KubeCon Europe Amsterdam
Session: Building a Batch System for the Cloud with Kueue
[Slides]
Batch, HPC and AI/ML clusters that serve multiple teams and researchers generally face the challenge of resource constraints. Cluster administrators want to control usage and maximize the utilization of resources. Kueue is a could-native job scheduler that works in combination with the default Kubernetes scheduler, the job controller and the cluster-autoscaler to provide a full batch system. Kueue implements job queueing, deciding when jobs should wait and when they should start, based on quotas and a hierarchy for sharing resources fairly among teams. Kueue works well in the cloud, where resources are heterogeneous, fungible and can be scaled up and down to save cost. In this talk, you will learn the key concepts of Kueue and how you can model your teams and resources to make your Kubernetes cluster a batch system.

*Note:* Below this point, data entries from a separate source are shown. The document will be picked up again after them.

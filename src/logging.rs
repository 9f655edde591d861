//! Tracing subscriber setup.
//!
//! Logs always go to stderr; stdout is reserved for the CSV report.

use crate::error::{BookingError, Result};
use std::env;
use std::io::{self, IsTerminal};
use tracing_subscriber::{EnvFilter, fmt, layer::SubscriberExt, util::SubscriberInitExt};

#[derive(Debug, Clone, Copy, PartialEq, Eq)]
pub enum LogFormat {
    /// `JSON` lines for log shippers
    Json,
    /// Multi-line, human oriented
    Pretty,
    /// One line per event
    Compact,
}

#[derive(Debug, Clone)]
pub struct LoggingConfig {
    /// Filter directive used when `RUST_LOG` is unset
    pub level: String,
    pub format: LogFormat,
}

impl Default for LoggingConfig {
    fn default() -> Self {
        Self {
            level: "info".into(),
            format: LogFormat::Compact,
        }
    }
}

impl LoggingConfig {
    #[must_use]
    pub fn from_env() -> Self {
        let level = env::var("RUST_LOG").unwrap_or_else(|_| "info".into());
        let format = match env::var("LOG_FORMAT").as_deref() {
            Ok("json") => LogFormat::Json,
            Ok("pretty") => LogFormat::Pretty,
            _ => LogFormat::Compact,
        };
        Self { level, format }
    }

    /// Installs the global subscriber.
    ///
    /// # Errors
    ///
    /// Returns an error if a global subscriber is already set.
    pub fn init(&self) -> Result<()> {
        let filter = EnvFilter::try_new(&self.level).unwrap_or_else(|_| EnvFilter::new("info"));
        let registry = tracing_subscriber::registry().with(filter);
        let layer = fmt::layer()
            .with_writer(io::stderr)
            .with_ansi(io::stderr().is_terminal())
            .with_target(true);

        let installed = match self.format {
            LogFormat::Json => registry.with(layer.json()).try_init(),
            LogFormat::Pretty => registry.with(layer.pretty()).try_init(),
            LogFormat::Compact => registry.with(layer.compact()).try_init(),
        };
        installed.map_err(BookingError::infrastructure)
    }
}
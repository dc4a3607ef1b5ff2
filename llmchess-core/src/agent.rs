//! Agent identity, rating and per-game move-quality counters

use serde::{Deserialize, Serialize};

/// Rating every agent starts from
pub const BASELINE_RATING: f64 = 1500.0;

/// Ratings are clamped so they never fall below this
pub const RATING_FLOOR: f64 = 100.0;

/// How an agent produces moves
#[derive(Clone, Copy, Debug, PartialEq, Eq, Serialize, Deserialize)]
#[serde(rename_all = "snake_case")]
pub enum BackendKind {
    /// Remote language model queried over a chat transport
    RemoteLm,
    /// Local engine searching the position directly
    LocalEngine,
}

/// Move-quality counters accumulated over a single game.
///
/// All counters are monotonically non-decreasing within a game and are
/// zeroed at every game boundary; the harness measures per-game quality,
/// not cumulative drift.
#[derive(Clone, Copy, Debug, Default, PartialEq, Eq, Serialize, Deserialize)]
pub struct GameStats {
    /// Total centipawn loss across scored moves
    pub centipawn_loss: i64,
    /// Moves losing at least a pawn of evaluation
    pub blunders: u32,
    /// Moves losing a fifth of a pawn or more
    pub inaccuracies: u32,
    /// Moves that matched one of the analyzer's top candidates
    pub top_n_matches: u32,
    /// Number of moves that went through scoring
    pub moves_scored: u32,
}

/// A participant in the benchmark: identity plus mutable rating and
/// per-game counters. Owned exclusively by the tournament process.
#[derive(Clone, Debug)]
pub struct Agent {
    pub name: String,
    pub kind: BackendKind,
    /// Backend identifier: model id for remote agents, engine path for
    /// local ones
    pub backend_id: String,
    pub rating: f64,
    pub stats: GameStats,
}

impl Agent {
    pub fn new(name: impl Into<String>, kind: BackendKind, backend_id: impl Into<String>) -> Self {
        Self {
            name: name.into(),
            kind,
            backend_id: backend_id.into(),
            rating: BASELINE_RATING,
            stats: GameStats::default(),
        }
    }

    /// Override the starting rating
    pub fn with_rating(mut self, rating: f64) -> Self {
        self.rating = rating;
        self
    }

    /// Reference-engine agents are the measurement baseline and are not
    /// scored against themselves.
    pub fn is_reference(&self) -> bool {
        self.kind == BackendKind::LocalEngine
    }

    /// Zero the per-game counters. Called exactly once per game boundary;
    /// the rating deliberately survives so it can drift across the
    /// tournament.
    pub fn reset_game_stats(&mut self) {
        self.stats = GameStats::default();
    }
}
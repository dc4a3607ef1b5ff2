//! Configuration types for games and tournaments

use std::time::Duration;

use llmchess_core::BASE_K;

/// How matchups are generated
#[derive(Clone, Copy, Debug, PartialEq, Eq)]
pub enum SchedulePolicy {
    /// Every unordered pair of agents plays the configured number of
    /// games, alternating colors by game-index parity
    Mixed,
    /// Every agent plays the reference agent, half as white and half as
    /// black; the reference is found by case-insensitive name
    VsReference,
}

impl Default for SchedulePolicy {
    fn default() -> Self {
        SchedulePolicy::Mixed
    }
}

/// Per-game knobs
#[derive(Clone, Debug)]
pub struct GameConfig {
    /// Wall-clock budget per ply, measured from the start of move
    /// acquisition; after this a random legal move is substituted
    pub move_deadline: Duration,
    /// Pause after an illegal attempt so a remote backend is not hit in
    /// a tight error loop
    pub retry_backoff: Duration,
    /// Hard cap on plies; reaching it draws the game
    pub max_plies: u32,
    /// Width of the candidate list used for top-N matching
    pub top_n: usize,
    /// Base Elo K-factor before quality scaling
    pub base_k: f64,
    pub experiment_id: String,
    pub run_id: String,
}

impl Default for GameConfig {
    fn default() -> Self {
        Self {
            move_deadline: Duration::from_secs(120),
            retry_backoff: Duration::from_secs(1),
            max_plies: 100,
            top_n: 3,
            base_k: BASE_K,
            experiment_id: String::new(),
            run_id: String::new(),
        }
    }
}

impl GameConfig {
    pub fn with_move_deadline(mut self, deadline: Duration) -> Self {
        self.move_deadline = deadline;
        self
    }

    pub fn with_retry_backoff(mut self, backoff: Duration) -> Self {
        self.retry_backoff = backoff;
        self
    }

    pub fn with_max_plies(mut self, max_plies: u32) -> Self {
        self.max_plies = max_plies;
        self
    }

    pub fn with_top_n(mut self, top_n: usize) -> Self {
        self.top_n = top_n;
        self
    }

    pub fn with_run_ids(
        mut self,
        experiment_id: impl Into<String>,
        run_id: impl Into<String>,
    ) -> Self {
        self.experiment_id = experiment_id.into();
        self.run_id = run_id.into();
        self
    }
}

/// Tournament configuration
#[derive(Clone, Debug)]
pub struct TournamentConfig {
    pub policy: SchedulePolicy,
    /// Games per pairing (per pair in `Mixed`; per color per opponent
    /// in `VsReference`)
    pub games_per_pair: usize,
    /// Name of the reference agent, matched case-insensitively
    pub reference_name: String,
    pub game: GameConfig,
    /// Seed for the matchup shuffle and fallback moves (None = random)
    pub seed: Option<u64>,
}

impl Default for TournamentConfig {
    fn default() -> Self {
        Self {
            policy: SchedulePolicy::Mixed,
            games_per_pair: 3,
            reference_name: "stockfish".to_string(),
            game: GameConfig::default(),
            seed: None,
        }
    }
}

impl TournamentConfig {
    pub fn mixed(games_per_pair: usize) -> Self {
        Self {
            policy: SchedulePolicy::Mixed,
            games_per_pair,
            ..Default::default()
        }
    }

    pub fn vs_reference(games_per_pair: usize) -> Self {
        Self {
            policy: SchedulePolicy::VsReference,
            games_per_pair,
            ..Default::default()
        }
    }

    pub fn with_reference_name(mut self, name: impl Into<String>) -> Self {
        self.reference_name = name.into();
        self
    }

    pub fn with_seed(mut self, seed: u64) -> Self {
        self.seed = Some(seed);
        self
    }

    pub fn with_game(mut self, game: GameConfig) -> Self {
        self.game = game;
        self
    }
}

#[cfg(test)]
mod tests {
    use super::*;

    #[test]
    fn test_game_config_defaults() {
        let config = GameConfig::default();
        assert_eq!(config.move_deadline, Duration::from_secs(120));
        assert_eq!(config.retry_backoff, Duration::from_secs(1));
        assert_eq!(config.max_plies, 100);
        assert_eq!(config.top_n, 3);
        assert_eq!(config.base_k, BASE_K);
    }

    #[test]
    fn test_tournament_config_builders() {
        let config = TournamentConfig::vs_reference(5)
            .with_reference_name("Stockfish")
            .with_seed(42);
        assert_eq!(config.policy, SchedulePolicy::VsReference);
        assert_eq!(config.games_per_pair, 5);
        assert_eq!(config.reference_name, "Stockfish");
        assert_eq!(config.seed, Some(42));
    }
}
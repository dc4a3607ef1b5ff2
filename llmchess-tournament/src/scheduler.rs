//! Tournament scheduling and aggregation

use rand::seq::SliceRandom;
use rand::SeedableRng;
use rand_chacha::ChaCha8Rng;
use thiserror::Error;

use llmchess_core::{Analyzer, GameRecord};

use crate::config::{SchedulePolicy, TournamentConfig};
use crate::game::{play_game, Participant};

#[derive(Debug, Error)]
pub enum ScheduleError {
    #[error("reference agent '{0}' not found in the roster")]
    ReferenceNotFound(String),
}

/// One scheduled game, by roster index
#[derive(Clone, Copy, Debug, PartialEq, Eq)]
pub struct Matchup {
    pub white: usize,
    pub black: usize,
}

/// Seeded RNG when a seed is given, entropy otherwise.
pub fn create_rng(seed: Option<u64>) -> ChaCha8Rng {
    match seed {
        Some(seed) => ChaCha8Rng::seed_from_u64(seed),
        None => ChaCha8Rng::from_entropy(),
    }
}

/// Expand the configured policy into a concrete game list.
///
/// `Mixed` pairs everyone with everyone, alternating colors by game
/// parity. `VsReference` pits each agent against the reference for
/// `games_per_pair` games in each color.
pub fn build_matchups(
    participants: &[Participant],
    config: &TournamentConfig,
) -> Result<Vec<Matchup>, ScheduleError> {
    let mut matchups = Vec::new();
    match config.policy {
        SchedulePolicy::Mixed => {
            for i in 0..participants.len() {
                for j in (i + 1)..participants.len() {
                    for game in 0..config.games_per_pair {
                        let (white, black) = if game % 2 == 0 { (i, j) } else { (j, i) };
                        matchups.push(Matchup { white, black });
                    }
                }
            }
        }
        SchedulePolicy::VsReference => {
            let reference = participants
                .iter()
                .position(|p| p.agent.name.eq_ignore_ascii_case(&config.reference_name))
                .ok_or_else(|| ScheduleError::ReferenceNotFound(config.reference_name.clone()))?;
            for i in 0..participants.len() {
                if i == reference {
                    continue;
                }
                for _ in 0..config.games_per_pair {
                    matchups.push(Matchup {
                        white: i,
                        black: reference,
                    });
                    matchups.push(Matchup {
                        white: reference,
                        black: i,
                    });
                }
            }
        }
    }
    Ok(matchups)
}

/// Progress notification for one scheduled game
pub enum GameEvent<'a> {
    Completed(&'a GameRecord),
    Skipped,
}

/// Final table row
#[derive(Clone, Debug)]
pub struct Standing {
    pub name: String,
    pub wins: u32,
    pub losses: u32,
    pub draws: u32,
    pub rating: f64,
}

impl Standing {
    pub fn games_played(&self) -> u32 {
        self.wins + self.losses + self.draws
    }
}

/// Everything a finished tournament produced
pub struct TournamentReport {
    /// Sorted by rating, best first
    pub standings: Vec<Standing>,
    pub games: Vec<GameRecord>,
    /// Games abandoned because a backend or the analyzer failed
    pub skipped: u32,
}

pub fn run_tournament(
    participants: &mut [Participant],
    analyzer: &mut dyn Analyzer,
    config: &TournamentConfig,
) -> Result<TournamentReport, ScheduleError> {
    run_tournament_with(participants, analyzer, config, |_| {})
}

/// Run the full schedule, invoking `on_game` after each scheduled game.
///
/// A failed game is logged and skipped; ratings and tallies only move
/// for games that complete.
pub fn run_tournament_with(
    participants: &mut [Participant],
    analyzer: &mut dyn Analyzer,
    config: &TournamentConfig,
    mut on_game: impl FnMut(GameEvent<'_>),
) -> Result<TournamentReport, ScheduleError> {
    let mut rng = create_rng(config.seed);
    let mut matchups = build_matchups(participants, config)?;
    matchups.shuffle(&mut rng);

    tracing::info!(
        agents = participants.len(),
        games = matchups.len(),
        policy = ?config.policy,
        "tournament started"
    );

    // (wins, losses, draws) per roster index
    let mut tallies = vec![(0u32, 0u32, 0u32); participants.len()];
    let mut games = Vec::with_capacity(matchups.len());
    let mut skipped = 0u32;

    for matchup in &matchups {
        let (white, black) = pair_mut(participants, matchup.white, matchup.black);
        match play_game(white, black, analyzer, &config.game, &mut rng) {
            Ok(record) => {
                match record.winner() {
                    Some(name) if name == record.white.name => {
                        tallies[matchup.white].0 += 1;
                        tallies[matchup.black].1 += 1;
                    }
                    Some(_) => {
                        tallies[matchup.black].0 += 1;
                        tallies[matchup.white].1 += 1;
                    }
                    None => {
                        tallies[matchup.white].2 += 1;
                        tallies[matchup.black].2 += 1;
                    }
                }
                on_game(GameEvent::Completed(&record));
                games.push(record);
            }
            Err(err) => {
                tracing::warn!(
                    white = %participants[matchup.white].agent.name,
                    black = %participants[matchup.black].agent.name,
                    error = %err,
                    "game failed, skipping"
                );
                skipped += 1;
                on_game(GameEvent::Skipped);
            }
        }
    }

    let mut standings: Vec<Standing> = participants
        .iter()
        .zip(&tallies)
        .map(|(p, &(wins, losses, draws))| Standing {
            name: p.agent.name.clone(),
            wins,
            losses,
            draws,
            rating: p.agent.rating,
        })
        .collect();
    standings.sort_by(|a, b| b.rating.total_cmp(&a.rating));

    tracing::info!(completed = games.len(), skipped, "tournament finished");

    Ok(TournamentReport {
        standings,
        games,
        skipped,
    })
}

/// Disjoint mutable borrows of two roster slots.
fn pair_mut(participants: &mut [Participant], a: usize, b: usize) -> (&mut Participant, &mut Participant) {
    debug_assert_ne!(a, b);
    if a < b {
        let (left, right) = participants.split_at_mut(b);
        (&mut left[a], &mut right[0])
    } else {
        let (left, right) = participants.split_at_mut(a);
        (&mut right[0], &mut left[b])
    }
}
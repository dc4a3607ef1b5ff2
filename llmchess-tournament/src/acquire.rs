//! Move acquisition: deadline, retry feedback, random fallback
//!
//! The acquisition loop never fails to produce a move. Each iteration
//! either returns a legal move parsed from the backend's response or
//! retries with updated feedback; once the deadline has passed a
//! uniformly random legal move is substituted without consulting the
//! backend. Only a transport failure escapes.

use std::thread;
use std::time::Instant;

use rand::Rng;
use rand_chacha::ChaCha8Rng;

use llmchess_core::{BackendError, Board, Move, MoveBackend, MoveError, MoveRequest};

use crate::config::GameConfig;

/// A legal move produced by the acquisition loop
#[derive(Clone, Debug)]
pub struct AcquiredMove {
    pub mv: Move,
    pub san: String,
    /// True when the deadline forced a random substitute
    pub fallback: bool,
}

/// Obtain one legal move for the side to move.
///
/// `feedback` is that agent's color-scoped feedback slot; it persists
/// across plies until an attempt here overwrites it, so the backend
/// always sees the outcome of its previous try.
pub fn acquire_move(
    board: &Board,
    backend: &mut dyn MoveBackend,
    history: &str,
    feedback: &mut String,
    config: &GameConfig,
    rng: &mut ChaCha8Rng,
) -> Result<AcquiredMove, BackendError> {
    let fen = board.fen();
    let legal_text = board.legal_moves_san().join(", ");
    let started = Instant::now();

    loop {
        if started.elapsed() >= config.move_deadline {
            return Ok(random_fallback(board, rng));
        }

        let request = MoveRequest {
            fen: &fen,
            legal_moves: &legal_text,
            history,
            feedback,
        };
        let Some(text) = backend.propose(&request)? else {
            *feedback =
                "No move found in the response; reply with the move inside <move> tags".to_string();
            tracing::debug!("response carried no move, retrying");
            continue;
        };

        match board.parse_move(&text) {
            Ok(mv) => {
                let san = board.san(&mv);
                return Ok(AcquiredMove {
                    mv,
                    san,
                    fallback: false,
                });
            }
            Err(MoveError::Illegal { .. }) => {
                *feedback = format!("Illegal move: {}. Legal moves are: {}", text, legal_text);
                tracing::debug!(attempt = %text, "illegal move, retrying");
                thread::sleep(config.retry_backoff);
            }
            Err(err @ MoveError::Unparseable { .. }) => {
                *feedback = err.to_string();
                tracing::debug!(attempt = %text, "unparseable move, retrying");
            }
        }
    }
}

/// Uniformly random legal move, bypassing the backend entirely.
fn random_fallback(board: &Board, rng: &mut ChaCha8Rng) -> AcquiredMove {
    let legal = board.legal_moves();
    let mv = legal[rng.gen_range(0..legal.len())].clone();
    let san = board.san(&mv);
    tracing::debug!(%san, "deadline exceeded, substituting random legal move");
    AcquiredMove {
        mv,
        san,
        fallback: true,
    }
}

#[cfg(test)]
mod tests {
    use super::*;
    use llmchess_core::BackendKind;
    use rand::SeedableRng;
    use std::time::Duration;

    /// Backend that replays a fixed script of responses
    struct ScriptedBackend {
        responses: Vec<Option<String>>,
        next: usize,
    }

    impl ScriptedBackend {
        fn new(responses: Vec<Option<&str>>) -> Self {
            Self {
                responses: responses
                    .into_iter()
                    .map(|r| r.map(str::to_string))
                    .collect(),
                next: 0,
            }
        }
    }

    impl MoveBackend for ScriptedBackend {
        fn kind(&self) -> BackendKind {
            BackendKind::RemoteLm
        }

        fn propose(&mut self, _req: &MoveRequest<'_>) -> Result<Option<String>, BackendError> {
            let response = self.responses.get(self.next).cloned().unwrap_or(None);
            self.next += 1;
            Ok(response)
        }
    }

    struct FailingBackend;

    impl MoveBackend for FailingBackend {
        fn kind(&self) -> BackendKind {
            BackendKind::RemoteLm
        }

        fn propose(&mut self, _req: &MoveRequest<'_>) -> Result<Option<String>, BackendError> {
            Err(BackendError::Transport("connection reset".into()))
        }
    }

    fn test_config() -> GameConfig {
        GameConfig::default()
            .with_move_deadline(Duration::from_secs(30))
            .with_retry_backoff(Duration::ZERO)
    }

    fn rng() -> ChaCha8Rng {
        ChaCha8Rng::seed_from_u64(7)
    }

    #[test]
    fn test_legal_move_returned_immediately() {
        let board = Board::new();
        let mut backend = ScriptedBackend::new(vec![Some("e4")]);
        let mut feedback = String::new();

        let acquired =
            acquire_move(&board, &mut backend, "", &mut feedback, &test_config(), &mut rng())
                .expect("no transport error");

        assert_eq!(acquired.san, "e4");
        assert!(!acquired.fallback);
        // No failure this ply, so the previous feedback survives
        assert!(feedback.is_empty());
    }

    #[test]
    fn test_illegal_then_legal_sets_feedback() {
        let board = Board::new();
        let mut backend = ScriptedBackend::new(vec![Some("Ke2"), Some("d4")]);
        let mut feedback = String::new();

        let acquired =
            acquire_move(&board, &mut backend, "", &mut feedback, &test_config(), &mut rng())
                .expect("no transport error");

        assert_eq!(acquired.san, "d4");
        assert!(feedback.starts_with("Illegal move: Ke2"));
        assert!(feedback.contains("Legal moves are:"));
    }

    #[test]
    fn test_unparseable_then_legal_sets_feedback() {
        let board = Board::new();
        let mut backend = ScriptedBackend::new(vec![Some("castle long"), Some("Nf3")]);
        let mut feedback = String::new();

        let acquired =
            acquire_move(&board, &mut backend, "", &mut feedback, &test_config(), &mut rng())
                .expect("no transport error");

        assert_eq!(acquired.san, "Nf3");
        assert!(feedback.contains("failed to parse move 'castle long'"));
    }

    #[test]
    fn test_missing_move_then_legal() {
        let board = Board::new();
        let mut backend = ScriptedBackend::new(vec![None, Some("c4")]);
        let mut feedback = String::new();

        let acquired =
            acquire_move(&board, &mut backend, "", &mut feedback, &test_config(), &mut rng())
                .expect("no transport error");

        assert_eq!(acquired.san, "c4");
        assert!(feedback.contains("<move>"));
    }

    #[test]
    fn test_deadline_fallback_is_legal() {
        let board = Board::new();
        // Backend would answer, but the deadline has already passed
        let mut backend = ScriptedBackend::new(vec![Some("e4")]);
        let mut feedback = String::new();
        let config = test_config().with_move_deadline(Duration::ZERO);

        let acquired = acquire_move(&board, &mut backend, "", &mut feedback, &config, &mut rng())
            .expect("no transport error");

        assert!(acquired.fallback);
        let legal = board.legal_moves_san();
        assert!(legal.contains(&acquired.san));
        // The backend was never consulted
        assert_eq!(backend.next, 0);
    }

    #[test]
    fn test_fallback_uniform_over_legal_set() {
        let board = Board::new();
        let config = test_config().with_move_deadline(Duration::ZERO);
        let legal = board.legal_moves_san();
        let mut rng = rng();

        for _ in 0..50 {
            let mut backend = ScriptedBackend::new(vec![]);
            let mut feedback = String::new();
            let acquired =
                acquire_move(&board, &mut backend, "", &mut feedback, &config, &mut rng)
                    .expect("no transport error");
            assert!(legal.contains(&acquired.san));
        }
    }

    #[test]
    fn test_transport_error_propagates() {
        let board = Board::new();
        let mut feedback = String::new();

        let result = acquire_move(
            &board,
            &mut FailingBackend,
            "",
            &mut feedback,
            &test_config(),
            &mut rng(),
        );

        assert!(matches!(result, Err(BackendError::Transport(_))));
    }
}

Presented together with @alculquicondor from Google.
Session: SIG-Scheduling Deep Dive
[Slides]
In this talk, Aldo and Kante will present the latest enhancements that SIG Scheduling recently promoted in Kubernetes, and the opportunities under discussion, to better support both services and batch type workloads in Kubernetes. We will discuss the recent improvements to scheduler performance that are allowing it to reach new scheduling throughput highs, better support for rolling updates in deployments while maintaining high availability, the new spec. SchedulingGates knob and how it allows external integrators, like dynamic quota managers, to control when pods should be considered for scheduling. We will also discuss the recent developments in sponsored projects, such as Kueue, scheduling plugins and the descheduler.
Presented together with @alculquicondor from Google.